# Newb-USCC Mez on AOKP ICS Missing SMS/MMS & can't send MMS



## challenger (Nov 7, 2012)

I put the AOKP ICS rom on my Mesmerize a few months ago. I had been using the GB from USCC & it gave no joy. The process was easier than I envisioned-not a huge technical person. I suppose I've been having an issue with not receiving incoming texts (perhaps not sending some as well??) but just noticed this in the last few weeks. I have also been having problems sending & receiving MMS.
I am using Handcent and also tried using the stock msg app as well thinking I could see if it was a Handcent issue but it is not.
I have read some threads about others with the same or similar problems. It appears there is a fix by modifying parts of the Rom but this is so far over my head. I am hoping someone here has the patience to educate me in this realm. I don't have much of a grasp on a lot of the terminology or the OS architecture so making changes to a Rom isn't something I can do by simply reading what others that have a real understanding of the technical aspects of the AOS did to fix specific issues.
I greatly appreciate any help. I don't want to go back to the stock Rom but I can't be without reliable messaging.
Thank You
Howard


----------



## larryp1962 (Aug 31, 2011)

Why don't you install the latest up to date Jelly Bean Rom??

Here the edited version for the mesmerize...... It's AOKP Milestone 1 ....... MMS WORKS !!

ROM : http://dl.dropbox.co...milestone-1.zip

GAPPS : http://goo.im/gapps/...1011-signed.zip

Wipe data / Wipe cache / Dalvik

Flash rom & gapps

By the way what modem are you running?


----------



## challenger (Nov 7, 2012)

Wow-thanks so much for this reply. Have you hear of others having a messaging problem with a non stock ROM? I ask because I'd like to think it is the ROM I have and not USCC service. If it is USCC then I'll have a heck of a time getting them to admit it.

I am so "green" I really don't know what is you mean by "what modem but I will take a stab and give you the information listed under "baseband" hoping this is the same thing:
S:i500.04 K.EH09

I will hopefully hear what you say about this before I flash the JB ROM you suggested. I hate to ask but when I do this flash can you point me to somewhere that will give me the "idiots guide" please. I feel nearly everyone here would know exactly what your directions mean and how to execute this flash but I am not experienced enough to do this with only the instructions you gave.
Thanks again for this help.


----------



## larryp1962 (Aug 31, 2011)

Answer to sms & mms problem's .... first of all this your modem as you posted [background=rgb(245, 245, 245)]S:i500.04 K.EH09 ( EH09) The EH09 modem sometimes break's SMS and send's blank text. The Rom may not be edited correctly to make MMS work. I'll get to how to change your Modem shortly.[/background]
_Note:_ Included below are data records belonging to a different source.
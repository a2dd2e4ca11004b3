use std::cmp::Ordering;

use chrono::{DateTime, Utc};

use crate::model::{AchievementId, ModuleId, QuizAttempt};

//
// ─── MODULE COMPLETION ────────────────────────────────────────────────────────
//

/// Completion marker for one module.
#[derive(Debug, Clone, PartialEq, Eq)]
pub struct ModuleCompletion {
    module_id: ModuleId,
    completed_at: Option<DateTime<Utc>>,
    time_spent_minutes: Option<u32>,
}

impl ModuleCompletion {
    #[must_use]
    pub fn new(
        module_id: ModuleId,
        completed_at: Option<DateTime<Utc>>,
        time_spent_minutes: Option<u32>,
    ) -> Self {
        Self {
            module_id,
            completed_at,
            time_spent_minutes,
        }
    }

    #[must_use]
    pub fn module_id(&self) -> ModuleId {
        self.module_id
    }

    #[must_use]
    pub fn completed_at(&self) -> Option<DateTime<Utc>> {
        self.completed_at
    }

    #[must_use]
    pub fn time_spent_minutes(&self) -> Option<u32> {
        self.time_spent_minutes
    }
}

//
// ─── RECORD ───────────────────────────────────────────────────────────────────
//

/// Field-level view of a record, used when rehydrating from storage and when
/// encoding it back. No invariants are enforced on this type.
#[derive(Debug, Clone, Default, PartialEq, Eq)]
pub struct ProgressParts {
    pub completed_modules: Vec<ModuleCompletion>,
    pub quiz_score: u8,
    pub quiz_results: Vec<QuizAttempt>,
    pub assessments_completed: u32,
    pub total_time_spent_minutes: u64,
    pub achievements: Vec<AchievementId>,
    pub certificate_earned: bool,
    pub certificate_date: Option<DateTime<Utc>>,
    pub last_visit: Option<DateTime<Utc>>,
}

/// Everything the dashboard remembers about a learner.
///
/// Completed modules and achievements keep insertion order for display and
/// never hold duplicates. Quiz attempts are append-only. Time is tracked in
/// whole minutes.
#[derive(Debug, Clone, Default, PartialEq, Eq)]
pub struct ProgressRecord {
    completed_modules: Vec<ModuleCompletion>,
    quiz_score: u8,
    quiz_results: Vec<QuizAttempt>,
    assessments_completed: u32,
    total_time_spent_minutes: u64,
    achievements: Vec<AchievementId>,
    certificate_earned: bool,
    certificate_date: Option<DateTime<Utc>>,
    last_visit: Option<DateTime<Utc>>,
}

impl ProgressRecord {
    #[must_use]
    pub fn new() -> Self {
        Self::default()
    }

    /// Build a record from persisted parts, normalising structure.
    ///
    /// Duplicate modules and achievements keep their first occurrence, the
    /// quiz score cache is clamped and re-derived from the latest attempt,
    /// and a certificate date without a certificate is dropped. Rule-level
    /// reconciliation (achievements, certificate eligibility) is done by
    /// [`crate::rules::reconcile_loaded`].
    #[must_use]
    pub fn from_parts(parts: ProgressParts) -> Self {
        let mut completed_modules: Vec<ModuleCompletion> =
            Vec::with_capacity(parts.completed_modules.len());
        for completion in parts.completed_modules {
            if !completed_modules
                .iter()
                .any(|c| c.module_id == completion.module_id)
            {
                completed_modules.push(completion);
            }
        }

        let mut achievements = Vec::with_capacity(parts.achievements.len());
        for id in parts.achievements {
            if !achievements.contains(&id) {
                achievements.push(id);
            }
        }

        let quiz_score = parts
            .quiz_results
            .last()
            .map_or(parts.quiz_score.min(100), QuizAttempt::percentage);

        Self {
            completed_modules,
            quiz_score,
            quiz_results: parts.quiz_results,
            assessments_completed: parts.assessments_completed,
            total_time_spent_minutes: parts.total_time_spent_minutes,
            achievements,
            certificate_earned: parts.certificate_earned,
            certificate_date: parts.certificate_date.filter(|_| parts.certificate_earned),
            last_visit: parts.last_visit,
        }
    }

    #[must_use]
    pub fn to_parts(&self) -> ProgressParts {
        ProgressParts {
            completed_modules: self.completed_modules.clone(),
            quiz_score: self.quiz_score,
            quiz_results: self.quiz_results.clone(),
            assessments_completed: self.assessments_completed,
            total_time_spent_minutes: self.total_time_spent_minutes,
            achievements: self.achievements.clone(),
            certificate_earned: self.certificate_earned,
            certificate_date: self.certificate_date,
            last_visit: self.last_visit,
        }
    }

    // ─── reads ───────────────────────────────────────────────────────────────

    #[must_use]
    pub fn completed_modules(&self) -> &[ModuleCompletion] {
        &self.completed_modules
    }

    #[must_use]
    pub fn completion(&self, module_id: ModuleId) -> Option<&ModuleCompletion> {
        self.completed_modules
            .iter()
            .find(|c| c.module_id == module_id)
    }

    #[must_use]
    pub fn is_module_completed(&self, module_id: ModuleId) -> bool {
        self.completion(module_id).is_some()
    }

    /// Number of completed modules inside `1..=module_count`.
    #[must_use]
    pub fn known_completed_count(&self, module_count: u32) -> u32 {
        let count = self
            .completed_modules
            .iter()
            .filter(|c| c.module_id.is_known(module_count))
            .count();
        u32::try_from(count).unwrap_or(u32::MAX)
    }

    /// Percentage of the most recent attempt (display cache).
    #[must_use]
    pub fn quiz_score(&self) -> u8 {
        self.quiz_score
    }

    #[must_use]
    pub fn quiz_results(&self) -> &[QuizAttempt] {
        &self.quiz_results
    }

    #[must_use]
    pub fn latest_attempt(&self) -> Option<&QuizAttempt> {
        self.quiz_results.last()
    }

    /// Attempt with the highest score fraction; earliest wins ties.
    #[must_use]
    pub fn best_attempt(&self) -> Option<&QuizAttempt> {
        self.quiz_results.iter().reduce(|best, next| {
            if compare_fraction(next, best) == Ordering::Greater {
                next
            } else {
                best
            }
        })
    }

    #[must_use]
    pub fn assessments_completed(&self) -> u32 {
        self.assessments_completed
    }

    #[must_use]
    pub fn total_time_spent_minutes(&self) -> u64 {
        self.total_time_spent_minutes
    }

    #[must_use]
    pub fn achievements(&self) -> &[AchievementId] {
        &self.achievements
    }

    #[must_use]
    pub fn has_achievement(&self, id: AchievementId) -> bool {
        self.achievements.contains(&id)
    }

    #[must_use]
    pub fn certificate_earned(&self) -> bool {
        self.certificate_earned
    }

    #[must_use]
    pub fn certificate_date(&self) -> Option<DateTime<Utc>> {
        self.certificate_date
    }

    #[must_use]
    pub fn last_visit(&self) -> Option<DateTime<Utc>> {
        self.last_visit
    }

    // ─── transitions ─────────────────────────────────────────────────────────

    /// Mark a module complete. Returns `true` on first completion.
    ///
    /// Repeating a completion refreshes its timestamp and accumulates the
    /// reported time; the completion set itself is unchanged.
    pub fn complete_module(
        &mut self,
        module_id: ModuleId,
        time_spent_minutes: Option<u32>,
        now: DateTime<Utc>,
    ) -> bool {
        if let Some(minutes) = time_spent_minutes {
            self.total_time_spent_minutes = self
                .total_time_spent_minutes
                .saturating_add(u64::from(minutes));
        }

        if let Some(existing) = self
            .completed_modules
            .iter_mut()
            .find(|c| c.module_id == module_id)
        {
            existing.completed_at = Some(now);
            existing.time_spent_minutes = match (existing.time_spent_minutes, time_spent_minutes) {
                (Some(a), Some(b)) => Some(a.saturating_add(b)),
                (a, b) => a.or(b),
            };
            return false;
        }

        self.completed_modules.push(ModuleCompletion::new(
            module_id,
            Some(now),
            time_spent_minutes,
        ));
        true
    }

    /// Append an attempt and refresh the most-recent score cache.
    pub fn record_quiz_attempt(&mut self, attempt: QuizAttempt) {
        self.quiz_score = attempt.percentage();
        self.quiz_results.push(attempt);
    }

    pub fn record_assessment(&mut self) {
        self.assessments_completed = self.assessments_completed.saturating_add(1);
    }

    pub fn add_training_minutes(&mut self, minutes: u64) {
        self.total_time_spent_minutes = self.total_time_spent_minutes.saturating_add(minutes);
    }

    pub fn touch(&mut self, now: DateTime<Utc>) {
        self.last_visit = Some(now);
    }

    pub(crate) fn unlock_achievement(&mut self, id: AchievementId) -> bool {
        if self.achievements.contains(&id) {
            return false;
        }
        self.achievements.push(id);
        true
    }

    pub(crate) fn revoke_achievement(&mut self, id: AchievementId) -> bool {
        let before = self.achievements.len();
        self.achievements.retain(|a| *a != id);
        before != self.achievements.len()
    }

    /// One-way: only the first grant stamps the date.
    pub(crate) fn grant_certificate(&mut self, now: DateTime<Utc>) -> bool {
        if self.certificate_earned {
            return false;
        }
        self.certificate_earned = true;
        self.certificate_date = Some(now);
        true
    }

    /// Only used while rehydrating records whose certificate is unsupported
    /// by the rest of the data.
    pub(crate) fn drop_certificate(&mut self) {
        self.certificate_earned = false;
        self.certificate_date = None;
    }
}

fn compare_fraction(a: &QuizAttempt, b: &QuizAttempt) -> Ordering {
    let lhs = u64::from(a.score()) * u64::from(b.total_questions());
    let rhs = u64::from(b.score()) * u64::from(a.total_questions());
    lhs.cmp(&rhs)
}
You are on AOKP ICS Correct? If you are continue on... ( If not let me know)

Flashing Instruction's : Put the AOKP JB Milestone Rom & Gapps on your SD card

Long press power button and reboot into recovery.

Wipe data-factory reset / Wipe cache / Wipe dalvik <<< Under advanced

click install zip from sd card

choose zip from sd card

Flash the Rom (some times it takes 2 times) & Flash Gapps / Reboot and that's it

Are you familar with ODIN ? If so this how you change your modem :

Here is the EI20 modem for the mesmerize : http://db.tt/qiGFaeS4 ( download)

Open Odin /Pull Battery / connect USB cable to phone & PC & push down on volume down button / Wait for yellow box to light up / Put the EI20 Modem in Phone Box / ( DO NOT CHECK REPARTITION ) .Click Start.. only takes a few second's

When it say's pass , put the battery back in and let the phone boot up.

That's all there is to it


----------



## challenger (Nov 7, 2012)

Everything in the "about phone" screen leads me to believe it is AOKP ICS. I was trying to take a screen shot volume down & press/hold power but this didn't seem to work??
The last line reads: 
Devious Version
aokp_mesmerizemtd_milestone-6 or something very close to this.
I think the Kernel reads skunk works icyglitch which,I think is the developer information?
I will try your instructions & thank you greatly for your help.
Howard


----------



## larryp1962 (Aug 31, 2011)

If you have any questions or have problem feel free to ask.


----------



## challenger (Nov 7, 2012)

I now have the EI20 radio installed so I will see how it does. I appreciate this help. 
Thanks
Howard


----------



## challenger (Nov 7, 2012)

Another question please??? I've been reading some about the APN having an impact on messaging. Is this something I should be aware of? Also the number in the MIN field isn't my number. This should have zero to do with any messaging issues correct?
Thanks
Howard


----------



## larryp1962 (Aug 31, 2011)

The *MIN* field is the number for your carrier.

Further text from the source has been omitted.